When Senator Jesse Helms was in his prime, one newspaperman described his crusades on the Senate floor as “stompin’ trompin’ ultra-right action.” Ultra-rightists of the Helmsian kidney were not offended, and most were despondent when the most reliable man on the right went into ideological hibernation during the Reagan-Bush years. Helms went after a few leftist nominees for ambassador and vainly tried to stop some of the shenanigans at the National Endowment for the Arts. But for the most part, not much was heard from him. He was tired, it was said, from his Sisyphean labors. Then Bill Clinton was elected.
Ever since, Helms has been back in the newspapers. Liberated from the bonds of loyalty to Republican Presidents, Helms has become quite the recidivist, opposing President Clinton and his congressional supporters on a variety of fronts. Two of his favorite issues arc foreign policy and federal funding for AIDS research.
On the foreign policy side. Foreign Relations Committee Chairman Helms brought President Clinton to heel in July. As reported in the Wall Street Journal, “The senator has gotten [sic] the White House’s attention. President Clinton met quietly with Mr. Helms . . . after Senate Democrats blocked a vote on Mr. Helms’s cherished State Department reorganization plan. In retaliation, Mr. Helms vowed to shut down his committee, blocking all treaties, ambassadorial appointments and other business, until he got satisfaction.”

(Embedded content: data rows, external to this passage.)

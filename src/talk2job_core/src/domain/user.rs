use secrecy::Secret;
use serde::{Deserialize, Serialize};

use crate::domain::{
    email::Email, user_name::UserName, validation::ValidationError,
};

/// The identity provider's unique id for an account. Application users are
/// keyed by it, so one identity maps to at most one user record.
#[derive(Debug, Clone, PartialEq, Eq, Hash, Serialize, Deserialize)]
pub struct UserId(String);

impl UserId {
    pub fn new(id: impl Into<String>) -> Self {
        UserId(id.into())
    }

    pub fn as_str(&self) -> &str {
        &self.0
    }
}

impl std::fmt::Display for UserId {
    fn fmt(&self, f: &mut std::fmt::Formatter<'_>) -> std::fmt::Result {
        f.write_str(&self.0)
    }
}

/// An application user record: the only durable thing this service owns
/// about a person. Credentials live at the identity provider.
#[derive(Debug, Clone, PartialEq)]
pub struct User {
    id: UserId,
    name: UserName,
    email: Email,
}

impl User {
    pub fn new(id: UserId, name: UserName, email: Email) -> Self {
        Self { id, name, email }
    }

    /// Rebuild a user from raw persisted values, re-running domain validation.
    pub fn parse(id: String, name: String, email: Secret<String>) -> Result<Self, ValidationError> {
        Ok(Self {
            id: UserId::new(id),
            name: UserName::try_from(name)?,
            email: Email::try_from(email)?,
        })
    }

    pub fn id(&self) -> &UserId {
        &self.id
    }

    pub fn name(&self) -> &UserName {
        &self.name
    }

    pub fn email(&self) -> &Email {
        &self.email
    }
}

According to the Journal, Helms is turning moderate because he lunches with Secretary of State Warren Christopher. But Helms is interested in more than foreign policy. Only Helms had the effrontery to fight the refunding of the Ryan White bill on AIDS research. Funding it. Helms observed on the Senate floor in an unapologetic voice from the Old South, would subsidize deviancy. You don’t often hear members of the world’s greatest deliberative body use the word “pervert” on the Senate floor, but there it was. Officialdom was appalled.
The rejuvenation is easy to explain, former staff members say in offering two different explanations. Some believe Clinton brought Helms back to life. They say Clinton tried to “play hardball with the wrong person,” for as chairman. Helms is in a position to bring Clinton’s foreign policy to a halt. Moreover, a leftwing President is Helms’s perfect foil. Granted, Clinton’s positions on everything from most-favored-nation status for China (public enemy number one to Taiwan-supporter Helms) to American policy in Haiti are hardly distinguishable from his predecessor’s, but Clinton allows Helms to move to the President’s right in ways he could not between 1980 and 1992. Helms was always reluctant to oppose President Reagan and Bush because “you’re not going to go out of the way to question the leader of your own party,” the former staff member says. Although Helms opposed many of the Bush administration’s nominees for various posts, his “displeasure was not vocal. He considered George Bush a patriot and a fine man.”
Not so with the man Helms said was unfit to serve as Commander-in-Chief. “Helms was the only person I knew in this town who saw a silver lining” in the cloud of Clinton’s election, the source said. “I remember talking to him. [He said] Bill Clinton could deliver a conservative Congress. That is something that animated him.”
It has, but another source says the resurrection of Jesse Helms can be traced to the welcome departure of chief of staff Darryl Nirenberg, who ran the senator’s office for three years. This darker scenario paints Nirenberg as a moderating force who tried to protect and guide Helms and so alienated other staff members that more than a few of them quit. Moreover, Nirenberg was in charge when Helms purged the Foreign Relations Committee staff of its reactionary elements, led by Helms’s trusted aide, Jim Lucier, and replaced them with “foreign policy professionals.” “Every senior person left,” another former staff member says, “because Nirenberg didn’t leave.” With Nirenberg gone. Helms is back in action.
But the former explanation highlighting the election of Bill Clinton sounds like a more reasonable explanation, for Clinton also rejuvenated much of what is loosely defined as the conservative movement. It too suffered after Reagan’s victory in 1980, as money dried up with the perception that the good guys had finally won. Now, right-wing direct mail tycoons, especially the crooks, are rolling in the stuff that Republican dreams are made of.
Whatever the reason. Helms is back at the front, especially in the culture wars. Right-wingers have President Clinton to thank for giving them back the main congressional preacher of their old-time religion.